6. Check your measurement on a test ride. Head out into the driveway and go for a slow test ride. Make sure you can easily reach the pedals and get onto the bike, and you knees are not locked. Try standing while you pedal to make sure you can comfortably get out of the saddle. Make sure that the seat is facing straight ahead or your riding position will be awkward and uncomfortable.

Place the ball of your foot on the pedal when you ride. There should now be a slight bend (25 degrees) in your knee when the pedal is at its lowest point. This is your optimal seat height.

If you have clip pedals or cages, make sure you use them on your test ride -- they will affect your ride.

Everyone has a different body type -- your inseam measurement should be used as a starting point.
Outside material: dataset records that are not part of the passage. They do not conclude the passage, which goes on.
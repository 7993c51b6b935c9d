//! FormGuard WASM
//!
//! WebAssembly bindings for FormGuard validation. Runs the same field rules
//! in the browser that the headless engine runs in tests, so the page script
//! stays a thin wiring layer: read the field, call in here, paint what comes
//! back.
//!
//! The native-fallback rule belongs to the browser, so callers pass the
//! field's own `input.checkValidity()` result alongside its value.

use once_cell::sync::Lazy;
use wasm_bindgen::prelude::*;

use formguard::{FieldStatus, StatusView};
use formguard_validation::{FieldIdentity, RuleSet};

static RULES: Lazy<RuleSet> = Lazy::new(RuleSet::built_in);

/// Set panic hook for better error messages in the browser
#[wasm_bindgen(start)]
pub fn init() {
    #[cfg(feature = "console_error_panic_hook")]
    console_error_panic_hook::set_once();
    web_sys::console::debug_1(&JsValue::from_str("formguard validation ready"));
}

/// Evaluate a field's raw rule.
///
/// # Arguments
/// * `name` - The field's `name` attribute
/// * `input_type` - The field's `type` attribute
/// * `value` - The current value
/// * `native_valid` - The browser's own `checkValidity()` result, used when
///   no built-in rule matches the field
///
/// # Example (JavaScript)
/// ```javascript
/// const ok = checkValidity(input.name, input.type, input.value, input.checkValidity());
/// ```
#[wasm_bindgen(js_name = checkValidity)]
pub fn check_validity(name: &str, input_type: &str, value: &str, native_valid: bool) -> bool {
    RULES.check_validity(FieldIdentity { name, input_type }, value, native_valid)
}

/// Full render model for a field: status, CSS class, icon glyph and color.
/// Empty values always come back neutral.
///
/// # Example (JavaScript)
/// ```javascript
/// const view = fieldStatus(input.name, input.type, input.value, input.checkValidity());
/// // { status: "invalid", cssClass: "is-invalid", icon: "✕", color: "#ef4444" }
/// ```
#[wasm_bindgen(js_name = fieldStatus)]
pub fn field_status(
    name: &str,
    input_type: &str,
    value: &str,
    native_valid: bool,
) -> Result<JsValue, JsValue> {
    let rule_ok = check_validity(name, input_type, value, native_valid);
    let view = StatusView::of(FieldStatus::from_value(value, rule_ok));
    Ok(serde_wasm_bindgen::to_value(&view)?)
}

/// Quick username validation
#[wasm_bindgen(js_name = isValidUsername)]
pub fn is_valid_username_js(username: &str) -> bool {
    formguard_validation::is_valid_username(username)
}

/// Quick email validation
#[wasm_bindgen(js_name = isValidEmail)]
pub fn is_valid_email_js(email: &str) -> bool {
    formguard_validation::is_valid_email(email)
}

/// Quick password validation
#[wasm_bindgen(js_name = isValidPassword)]
pub fn is_valid_password_js(password: &str) -> bool {
    formguard_validation::is_valid_password(password)
}
//! Email validation

use once_cell::sync::Lazy;
use regex::Regex;

/// Permissive email shape: local part, `@`, domain with at least one dot,
/// no whitespace and no second `@` anywhere.
pub const EMAIL_PATTERN: &str = r"^[^\s@]+@[^\s@]+\.[^\s@]+$";

static EMAIL_REGEX: Lazy<Regex> = Lazy::new(|| Regex::new(EMAIL_PATTERN).unwrap());

/// Validates an email address against [`EMAIL_PATTERN`]
pub fn is_valid_email(email: &str) -> bool {
    EMAIL_REGEX.is_match(email)
}
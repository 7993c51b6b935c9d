//! Validation engine
//!
//! Discovers qualifying forms, decorates every field with a wrapper and a
//! status icon, and routes value-changed / focus-lost events to the
//! per-field status update and the aggregate submit-state recompute. All
//! work is synchronous; each event runs to completion before the next.

use std::collections::HashMap;

use tracing::{debug, trace};

use formguard_dom::{Document, NodeId, Result};
use formguard_validation::{FieldIdentity, Rule, RuleSet};

use crate::status::{FieldStatus, StatusView, CLASS_INVALID, CLASS_VALID};

/// Forms the engine wires itself to.
pub const FORM_SELECTOR: &str = "form.needs-validation";
/// Fields validated within each qualifying form.
pub const FIELD_SELECTOR: &str = "input";
/// The submit control gated on aggregate validity.
pub const SUBMIT_SELECTOR: &str = "button[type=\"submit\"]";

/// Class of the container wrapped around each field.
pub const WRAPPER_CLASS: &str = "input-wrapper";
/// Class of the status icon created next to each field.
pub const ICON_CLASS: &str = "validation-icon";

/// One decorated field: the input plus the status icon created for it.
#[derive(Debug, Clone, Copy, PartialEq, Eq)]
pub struct FieldBinding {
    pub field: NodeId,
    pub icon: NodeId,
}

/// One wired form: its fields and, when present, its submit control.
#[derive(Debug, Clone)]
pub struct FormBinding {
    pub form: NodeId,
    pub fields: Vec<FieldBinding>,
    pub submit: Option<NodeId>,
}

/// The event kinds the engine reacts to.
#[derive(Debug, Clone, Copy, PartialEq, Eq, Hash)]
pub enum EventKind {
    /// Value changed (a keystroke, an edit, a programmatic set + event).
    Input,
    /// Focus left the field without necessarily changing it.
    Blur,
}

#[derive(Debug, Clone, Copy)]
enum Action {
    ValidateField(FieldBinding),
    RefreshSubmit(usize),
}

/// The installed validator: bindings plus the listener table routing events
/// to per-field and aggregate updates.
#[derive(Debug)]
pub struct FormValidator {
    rules: RuleSet,
    forms: Vec<FormBinding>,
    listeners: HashMap<(NodeId, EventKind), Vec<Action>>,
}

impl FormValidator {
    /// Installs validation on every `form.needs-validation` in the document
    /// with the built-in rule table.
    ///
    /// Forms added to the document afterwards are not picked up; reinstall
    /// to observe them.
    pub fn install(doc: &mut Document) -> Result<Self> {
        Self::install_with(doc, RuleSet::built_in())
    }

    /// Installs with a caller-supplied rule table.
    pub fn install_with(doc: &mut Document, rules: RuleSet) -> Result<Self> {
        let form_nodes = doc.query_selector_all(FORM_SELECTOR)?;
        debug!(forms = form_nodes.len(), "installing form validation");

        let mut forms = Vec::with_capacity(form_nodes.len());
        let mut listeners: HashMap<(NodeId, EventKind), Vec<Action>> = HashMap::new();

        for (index, form) in form_nodes.into_iter().enumerate() {
            let submit = doc.query_selector_within(form, SUBMIT_SELECTOR)?;
            if submit.is_none() {
                debug!(form = form.index(), "form has no submit control, gating skipped");
            }

            let mut fields = Vec::new();
            for field in doc.query_selector_all_within(form, FIELD_SELECTOR)? {
                let binding = decorate(doc, field)?;
                listeners
                    .entry((field, EventKind::Input))
                    .or_default()
                    .push(Action::ValidateField(binding));
                listeners
                    .entry((field, EventKind::Blur))
                    .or_default()
                    .push(Action::ValidateField(binding));
                fields.push(binding);
            }

            // The aggregate listener sits on the form itself and is reached
            // from any field through bubbling.
            listeners
                .entry((form, EventKind::Input))
                .or_default()
                .push(Action::RefreshSubmit(index));

            forms.push(FormBinding {
                form,
                fields,
                submit,
            });
        }

        Ok(Self {
            rules,
            forms,
            listeners,
        })
    }

    /// The wired forms, in document order.
    pub fn forms(&self) -> &[FormBinding] {
        &self.forms
    }

    /// Delivers one event to a node: the target's listeners run first, then
    /// each ancestor's, root-most last.
    pub fn dispatch(&self, doc: &mut Document, target: NodeId, kind: EventKind) -> Result<()> {
        self.run_actions(doc, target, kind)?;
        for ancestor in doc.ancestors(target) {
            self.run_actions(doc, ancestor, kind)?;
        }
        Ok(())
    }

    /// Sets a field's value and delivers the value-changed event, the way a
    /// keystroke would.
    pub fn type_text(&self, doc: &mut Document, field: NodeId, text: &str) -> Result<()> {
        doc.set_value(field, text)?;
        self.dispatch(doc, field, EventKind::Input)
    }

    /// Delivers a focus-lost event to a field.
    pub fn blur(&self, doc: &mut Document, field: NodeId) -> Result<()> {
        self.dispatch(doc, field, EventKind::Blur)
    }

    /// Evaluates a field's raw rule: the table entry for its identity, or
    /// the document's built-in constraint check when none matches.
    pub fn check_field(&self, doc: &Document, field: NodeId) -> Result<bool> {
        let identity = FieldIdentity {
            name: doc.attr(field, "name").unwrap_or_default(),
            input_type: doc.attr(field, "type").unwrap_or_default(),
        };
        let value = doc.value(field)?;
        let ok = match self.rules.rule_for(identity) {
            Rule::Native => doc.check_validity(field)?,
            rule => rule.evaluate(value, false),
        };
        Ok(ok)
    }

    fn run_actions(&self, doc: &mut Document, node: NodeId, kind: EventKind) -> Result<()> {
        let Some(actions) = self.listeners.get(&(node, kind)) else {
            return Ok(());
        };
        for action in actions {
            match *action {
                Action::ValidateField(binding) => self.validate_input(doc, binding)?,
                Action::RefreshSubmit(index) => self.refresh_submit(doc, index)?,
            }
        }
        Ok(())
    }

    /// Recomputes and renders one field's status.
    fn validate_input(&self, doc: &mut Document, binding: FieldBinding) -> Result<()> {
        let status = if doc.value(binding.field)?.is_empty() {
            FieldStatus::Neutral
        } else if self.check_field(doc, binding.field)? {
            FieldStatus::Valid
        } else {
            FieldStatus::Invalid
        };
        trace!(field = binding.field.index(), ?status, "field status");
        render_status(doc, binding, status)
    }

    /// Recomputes the conjunction of raw rule results across the form and
    /// mirrors it onto the submit control.
    ///
    /// Uses the raw rule, not the empty-aware status: an empty field whose
    /// rule rejects the empty string blocks submission even while its icon
    /// is neutral, and one whose fallback accepts emptiness does not.
    fn refresh_submit(&self, doc: &mut Document, index: usize) -> Result<()> {
        let form = &self.forms[index];
        let mut all_valid = true;
        for binding in &form.fields {
            if !self.check_field(doc, binding.field)? {
                all_valid = false;
                break;
            }
        }

        let Some(submit) = form.submit else {
            return Ok(());
        };
        trace!(form = form.form.index(), all_valid, "submit state");
        doc.set_disabled(submit, !all_valid)?;
        doc.set_style_property(submit, "opacity", if all_valid { "1" } else { "0.5" })?;
        doc.set_style_property(
            submit,
            "cursor",
            if all_valid { "pointer" } else { "not-allowed" },
        )?;
        Ok(())
    }
}

/// Wraps a field in a `div.input-wrapper` and creates its empty
/// `span.validation-icon` alongside.
fn decorate(doc: &mut Document, field: NodeId) -> Result<FieldBinding> {
    let parent = doc.parent(field).unwrap_or_else(|| doc.root());
    let wrapper = doc.create_detached_element("div", &[("class", WRAPPER_CLASS)]);
    doc.insert_before(parent, wrapper, field)?;
    doc.append_child(wrapper, field);
    let icon = doc.create_element(wrapper, "span", &[("class", ICON_CLASS)]);
    Ok(FieldBinding { field, icon })
}

/// Applies a status to a binding: reset both classes and the icon, then
/// apply exactly the state the status calls for. Running it twice with the
/// same status lands in the same place.
fn render_status(doc: &mut Document, binding: FieldBinding, status: FieldStatus) -> Result<()> {
    doc.remove_class(binding.field, CLASS_VALID)?;
    doc.remove_class(binding.field, CLASS_INVALID)?;
    doc.set_text(binding.icon, "")?;

    let view = StatusView::of(status);
    if let Some(class) = view.css_class {
        doc.add_class(binding.field, class)?;
    }
    if !view.icon.is_empty() {
        doc.set_text(binding.icon, view.icon)?;
    }
    if let Some(color) = view.color {
        doc.set_style_property(binding.icon, "color", color)?;
    }
    Ok(())
}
You should then adjust the bike to fit you comfortably.

7. Troubleshoot any issues by moving the seat slightly up or down. If you have knee pain, the biggest cause is usually your seat height. Depending on what the pain is, you likely have different problems. However, if the pain does not go away with seat adjustments you should see a doctor.

If the pain is on the back of your knee, the seat is too high.

If the pain is on the front of your knee, the seat is too low.

Your hips should be sturdy, not rocking, while you pedal. If you slide your hips to each side with your pedal strokes, your seat is too high.

Adjusting Seat Placement

1. Know that the angle and forward position of a bike seat will affect your riding comfort. The height of your seat isn't the only thing that matters. Seats can be slid forward and backward and angled up or down to get rid of sore spots and make a more comfortable ride. To test for the perfect fore/aft position of the seat:

While riding, stop your feet so that one pedal is at 3:00 position (completely forward. Your foot should be flat.

Imagine a straight line coming down from the front of your knee to the ground.

This line should intersect through the middle of your pedal. In other words, your knee should be right over your pedal when in the 3:00 position.

2. Loosen the bolt underneath the seat to change forward/backward seat position. On the back of the seat, pointing down at the back wheel, is a small bolt that controls the seat placement. It connects to a bracket that clamps onto small metal tubes that hold the seat in place. Loosen this bolt by turning it counter-clockwise to lower the pressure on the clamps that keep the seat in place.

3. Make sure the seat is far enough forward for a comfortable ride. You should be able to comfortably reach your handlebars, and your knee should be over the pedal when your foot is at 3:00 in the pedal rotation. A good test is to try standing as you ride. If your seat is in the right position, you should be able to stand up easily without pulling or pushing on the handlebars. If you experience any of the following problems, slide the seat forward or back while the bolt is still loose:

Trouble standing, reaching for the bars, and finger numbness can mean the seat is too far back.

Trouble feeling comfortable down hills and shoulder pain can mean your seat is too far forward.

4. Make sure that your seat angle is level with the floor. Use a carpenter's level to make sure the seat is flat -- this evenly distributes your weight for more comfortable riding. That said, if you experience discomfort in your crotch you can adjust the seat a little, though no more than 3 degrees in either direction.

Women should typically tilt the seat slightly down for more comfort.

Men should typically tilt the seat slightly up for more comfort.

5. Loosen the bolts on the side of the seat to change the seat angle. This bolt, usually on the right of the seat, allows you to easily change the angle of the seat and then tighten it in place again. Some older seats have two small bolts underneath the seat, one in front of the seat post and one behind, that are needed to change the seat angle. You must tighten one side to push that side up while loosening the other, almost like a see-saw.

Never make large adjustments to your seat angle. Check you seat height and forward position first, then adjust the angle slightly, if at all.